Com o inverno batendo à nossa porta, o momento se presta para contar histórias ao pé do fogo. Ou embaixo do cobertor, como nos dias de hoje. Amanhã ou depois, podemos contar para os nossos netos a versão atualizada do Reino da bicharada, de Viriato Correia (1884 – 1967), escritor brasileiro pouco lembrado e com uma extensa obra à sombra de Monteiro Lobato. É a história de um sapo barbudo que, apesar de não saber voar, queria chegar ao céu.

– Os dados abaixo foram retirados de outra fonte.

#[cfg(test)]
mod tests {
    use super::*;
    use async_trait::async_trait;
    use parking_lot::Mutex;
    use quill_ai::{CannedProvider, ChatRequest, ChatResponse, Role};

    fn canned_engine(system_prompt: &str) -> (Engine, Arc<CannedProvider>) {
        let provider = Arc::new(CannedProvider::with_delay(Duration::ZERO));
        let config = EngineConfig {
            system_prompt: Some(system_prompt.to_string()),
            ..Default::default()
        };
        (Engine::new(config, provider.clone()), provider)
    }

    /// Records every request and fails each one with a fixed status.
    struct FailingProvider {
        seen: Mutex<Vec<ChatRequest>>,
    }

    #[async_trait]
    impl CompletionProvider for FailingProvider {
        async fn complete(&self, request: &ChatRequest) -> quill_ai::Result<ChatResponse> {
            self.seen.lock().push(request.clone());
            Err(quill_ai::Error::api(500, "Internal Server Error"))
        }
    }

    #[tokio::test]
    async fn test_first_turn_returns_canned_reply() {
        let (mut engine, _) = canned_engine("You are helpful");
        engine.append_user_message("hi");
        let reply = engine.send_pending().await.unwrap();

        assert_eq!(reply.role, Role::Assistant);
        assert_eq!(reply.content, "Test response");
        assert_eq!(reply.usage, Some(Usage::new(58, 68, 126)));
        assert_eq!(engine.state(), EngineState::Idle);
        assert!(engine.error().is_none());
        assert_eq!(
            engine.chat_id(),
            Some("chatcmpl-6v7mkQj980V1yBec6ETrKPRqFjNw9")
        );
        assert_eq!(engine.conversation_view().len(), 2);
    }

    #[tokio::test]
    async fn test_send_never_touches_history() {
        let (mut engine, _) = canned_engine("sys");
        engine.append_user_message("one");
        engine.send_pending().await;
        let before = engine.conversation_view().to_vec();

        engine.append_user_message("two");
        engine.send_pending().await;

        let after = engine.conversation_view();
        assert_eq!(after[..before.len()], before[..]);
        assert_eq!(after.len(), before.len() + 2);
    }

    #[tokio::test]
    async fn test_view_hides_seed_entries() {
        let provider = Arc::new(CannedProvider::with_delay(Duration::ZERO));
        let config = EngineConfig {
            system_prompt: Some("sys".into()),
            command_prefix: Some("prefix".into()),
            ..Default::default()
        };
        let mut engine = Engine::new(config, provider);
        assert!(engine.conversation_view().is_empty());

        for text in ["a", "b", "c"] {
            engine.append_user_message(text);
            engine.send_pending().await;
            assert!(
                engine
                    .conversation_view()
                    .iter()
                    .all(|m| m.role != Role::System && m.content != "prefix")
            );
        }
        assert_eq!(engine.conversation_view().len(), 6);
    }

    #[tokio::test]
    async fn test_edit_after_two_turns_then_send() {
        let (mut engine, provider) = canned_engine("sys");
        engine.append_user_message("hello");
        engine.send_pending().await;
        engine.append_user_message("how are you");
        engine.send_pending().await;
        assert_eq!(engine.user_message_count(), 2);

        engine.edit_user_message(0, "hello again").unwrap();
        assert_eq!(engine.conversation_view(), &[Message::user("hello again")]);

        let reply = engine.send_pending().await.unwrap();
        assert_eq!(reply.content, "Test response");
        let view = engine.conversation_view();
        assert_eq!(view.len(), 2);
        assert_eq!(view[0], Message::user("hello again"));
        assert_eq!(view[1].role, Role::Assistant);
        assert_eq!(provider.calls(), 3);
        assert_eq!(engine.cumulative_usage(), Usage::new(174, 204, 378));
    }

    #[tokio::test]
    async fn test_edit_out_of_range() {
        let (mut engine, _) = canned_engine("sys");
        engine.append_user_message("hello");
        engine.send_pending().await;
        let before = engine.conversation_view().to_vec();

        let err = engine.edit_user_message(1, "x").unwrap_err();
        assert!(matches!(err, Error::InvalidIndex { index: 1, len: 1 }));
        assert_eq!(engine.conversation_view(), &before[..]);
    }

    #[tokio::test]
    async fn test_timeout_records_error_without_reply() {
        let provider = Arc::new(CannedProvider::with_delay(Duration::from_secs(5)));
        let config = EngineConfig {
            request_timeout: Duration::from_millis(50),
            ..Default::default()
        };
        let mut engine = Engine::new(config, provider);
        engine.append_user_message("hi");

        assert!(engine.send_pending().await.is_none());
        assert_eq!(engine.error(), Some(&RequestError::Timeout));
        assert_eq!(engine.state(), EngineState::Errored);
        assert!(
            engine
                .conversation_view()
                .iter()
                .all(|m| m.role != Role::Assistant)
        );
        assert_eq!(engine.conversation_view()[0], Message::user("hi"));
        assert!(!engine.handle().is_in_flight());
    }

    #[tokio::test]
    async fn test_failure_keeps_user_message() {
        let provider = Arc::new(FailingProvider {
            seen: Mutex::new(Vec::new()),
        });
        let mut engine = Engine::new(EngineConfig::default(), provider.clone());
        let mut events = engine.subscribe();
        engine.append_user_message("hi");

        assert!(engine.send_pending().await.is_none());
        assert!(matches!(engine.error(), Some(RequestError::Failed(_))));
        let view = engine.conversation_view();
        assert_eq!(view[0], Message::user("hi"));
        assert_eq!(view[1].role, Role::Error);

        assert!(matches!(
            events.recv().await.unwrap(),
            EngineEvent::RequestStart { messages: 2 }
        ));
        assert!(matches!(
            events.recv().await.unwrap(),
            EngineEvent::Error {
                error: RequestError::Failed(_)
            }
        ));

        // The error entry never goes upstream
        engine.retry().await.unwrap();
        let seen = provider.seen.lock();
        assert_eq!(seen.len(), 2);
        assert_eq!(seen[1].messages.len(), 2);
    }

    #[tokio::test]
    async fn test_abort_through_handle_cancels() {
        let provider = Arc::new(CannedProvider::with_delay(Duration::from_secs(5)));
        let config = EngineConfig {
            request_timeout: Duration::from_secs(10),
            ..Default::default()
        };
        let mut engine = Engine::new(config, provider);
        engine.append_user_message("hi");

        let handle = engine.handle();
        tokio::spawn(async move {
            tokio::time::sleep(Duration::from_millis(20)).await;
            handle.abort();
        });

        assert!(engine.send_pending().await.is_none());
        assert_eq!(engine.error(), Some(&RequestError::Cancelled));
        // Cancelling adds nothing to the transcript
        assert_eq!(engine.conversation_view(), &[Message::user("hi")]);
    }

    #[tokio::test]
    async fn test_dropped_send_leaves_engine_idle() {
        let provider = Arc::new(CannedProvider::with_delay(Duration::from_secs(5)));
        let config = EngineConfig {
            request_timeout: Duration::from_secs(10),
            ..Default::default()
        };
        let mut engine = Engine::new(config, provider);
        engine.append_user_message("hi");

        let dropped = tokio::time::timeout(Duration::from_millis(20), engine.send_pending()).await;
        assert!(dropped.is_err());
        assert!(!engine.handle().is_in_flight());
        assert_eq!(engine.state(), EngineState::Idle);
        assert!(engine.error().is_none());

        // The user message is still pending and the next send runs normally
        let handle = engine.handle();
        let aborter = tokio::spawn(async move {
            tokio::time::sleep(Duration::from_millis(20)).await;
            handle.abort();
        });
        assert!(engine.retry().await.unwrap().is_none());
        assert_eq!(engine.error(), Some(&RequestError::Cancelled));
        assert!(!engine.handle().is_in_flight());
        aborter.await.unwrap();
    }

    #[tokio::test]
    async fn test_success_clears_previous_error() {
        let provider = Arc::new(CannedProvider::with_delay(Duration::from_millis(200)));
        let config = EngineConfig {
            request_timeout: Duration::from_millis(20),
            ..Default::default()
        };
        let mut engine = Engine::new(config, provider);
        engine.append_user_message("hi");
        engine.send_pending().await;
        assert_eq!(engine.error(), Some(&RequestError::Timeout));

        engine.config.request_timeout = Duration::from_secs(5);
        let reply = engine.retry().await.unwrap().unwrap();
        assert_eq!(reply.content, "Test response");
        assert!(engine.error().is_none());
        assert_eq!(engine.state(), EngineState::Idle);
        assert_eq!(engine.conversation_view().len(), 2);
    }

    #[tokio::test]
    async fn test_retry_without_pending_user() {
        let (mut engine, _) = canned_engine("sys");
        assert!(matches!(engine.retry().await, Err(Error::NothingToRetry)));

        engine.append_user_message("hi");
        engine.send_pending().await;
        assert!(matches!(engine.retry().await, Err(Error::NothingToRetry)));
    }

    #[tokio::test]
    async fn test_entry_lookup() {
        let (mut engine, _) = canned_engine("sys");
        engine.append_user_message("hi");
        engine.send_pending().await;

        assert_eq!(engine.entry(0).unwrap().content, "hi");
        assert_eq!(engine.entry(1).unwrap().content, "Test response");
        assert!(matches!(
            engine.entry(2),
            Err(Error::InvalidIndex { index: 2, len: 2 })
        ));
    }

    #[tokio::test]
    async fn test_initialize_resets_session() {
        let (mut engine, _) = canned_engine("sys");
        engine.append_user_message("hi");
        engine.send_pending().await;

        engine.initialize(Some("new prompt"), Some("prefix"));
        assert!(engine.conversation_view().is_empty());
        assert_eq!(engine.cumulative_usage(), Usage::default());
        assert!(engine.chat_id().is_none());
        assert_eq!(engine.last_user_index(), None);

        let request = engine.conversation.to_request();
        assert_eq!(request.messages[0].content, "new prompt");
        assert_eq!(request.messages[1].content, "prefix");
    }

    #[tokio::test]
    async fn test_replace_conversation() {
        let (mut engine, _) = canned_engine("sys");
        engine.append_user_message("hi");
        engine.send_pending().await;

        engine.replace_conversation(vec![
            Message::user("saved question"),
            Message::assistant("saved answer"),
            Message::user("follow up"),
        ]);
        assert_eq!(engine.user_message_count(), 2);
        assert_eq!(engine.last_user_index(), Some(1));
        let reply = engine.send_pending().await.unwrap();
        assert_eq!(reply.content, "Test response");
        assert_eq!(engine.conversation_view().len(), 4);
    }

    #[tokio::test]
    async fn test_serialization_leaves_stored_usage() {
        let (mut engine, _) = canned_engine("sys");
        engine.append_user_message("hi");
        engine.send_pending().await;

        let json = serde_json::to_value(engine.conversation.to_request()).unwrap();
        assert!(json["messages"]
            .as_array()
            .unwrap()
            .iter()
            .all(|m| m.get("usage").is_none()));
        assert_eq!(
            engine.conversation_view()[1].usage,
            Some(Usage::new(58, 68, 126))
        );
    }
}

O Reino da Bicharada era muito grande e bonito, onde os bichos mais fortes e ladinos viviam no bosque e o restolho chafurdava no brejo, origem do sapo petulante. Era um sapo que se fazia muito distinto entre os milhares de companheiros batráquios que infestavam aquele reino dividido entre os privilegiados dos bosques e os companheiros das terras úmidas e movediças.

Inconformado com o descalabro ambiental, o sapo liderou uma marcha em direção ao bosque. Bateu na porta do elefante exigindo sombra e água fresca para todos, da perereca ao hipopótamo. Os privilegiados moradores do bosque, alvoroçados com a rebelião, convocaram o leão para acalmar o bode.

Muito sábia, a coruja percebeu que o sapo tinha um certo peito e muito papo: “É preciso convocar uma convenção de notórios. Para o bosque continuar do jeito de sempre, alguma coisa precisaria mudar!” – dizia a erudita coruja ao rinoceronte. E todos os convencionais assinaram embaixo. Abertas as inscrições, o sapo se candidatou ao trono da bicharada com apoio de gatos e ratos. As hienas morreram de rir. A convenção da bicharada foi o de menos. Complicados foram os preparativos para a “festa no céu”: como o sapo iria chegar às nuvens, naquelas alturas?

O sapo tinha os seus planos de governança, ele não era o burro nem nada: acabar com a política imposta pelo sistema financeiro do zoológico e implantar a política de apoio à produção e aos trabalhadores dos brejos; contra a política de juros altos; abaixo a política neoliberal implantada pelos tucanos acostumados a lavar a égua; acabar com as aves de rapina do dinheiro público e, principalmente, botar na cadeia os 300 picaretas do Congresso.

Com o apoio das aves de arribação, sob os vivas de gatos e ratos, o sapo candidato ao trono meteu-se dentro da viola do urubu. Este, mal reparando que o instrumento de sete cordas tinha excesso de peso, amarrou-o a tiracolo e bateu asas para o céu e…rru-rru-rru! A festa no céu foi de arromba. Gatos e ratos se esbaldaram, como sempre. Fim de festa, com o sapo barbudo eleito, o urubu agarrou a viola e tocou-se de volta para a terra…rru-rru-rru!

O retorno num céu de brigadeiro ia pelo meio do caminho, quando a bicharada começou a comemorar e o sapo, que vivia discursando, coaxou além da conta. O urubu, ladino, ao espiar dentro da viola viu o batráquio lá no escurinho sob as cordas, agarrado a outros bichos menores não identificados. E, naquelas lonjuras, o urubu emborcou a viola. O sapo e seus companheiros despencaram-se zunindo céu abaixo.

E dizia o sapo na queda: “Béu-Béu! Se desta eu escapar, nunca mais posse no céu!”. E vendo as serras lá embaixo: “Arreda pedra, se não eu te rebento!”.

Bateu em cima das pedras como um abacate maduro, espapaçando-se todo. Ficou em pedaços. Nossa Senhora do Bom Socorro, com pena do sapo, juntou todos os pedaços e o sapo barbudo sobreviveu todo alquebrado. Por isso os batráquios têm o couro todo cheio de remendos.

O bode que deu, vou te contar! A aventura celeste terminou com o sapo barbudo em terra firme, porém acusado de transgredir as leis da natureza do Reino. “Quando botam a mão no jarro, quem nunca comeu melado, quando come, se lambuza!” – sentenciou a coruja. Condenado a 12 anos de cadeia, mesmo assim o líder enclausurado ainda hoje é aclamado pelos gatos, amaldiçoado pelos ratos e zombado pelos picaretas que o enfiaram na viola do urubu.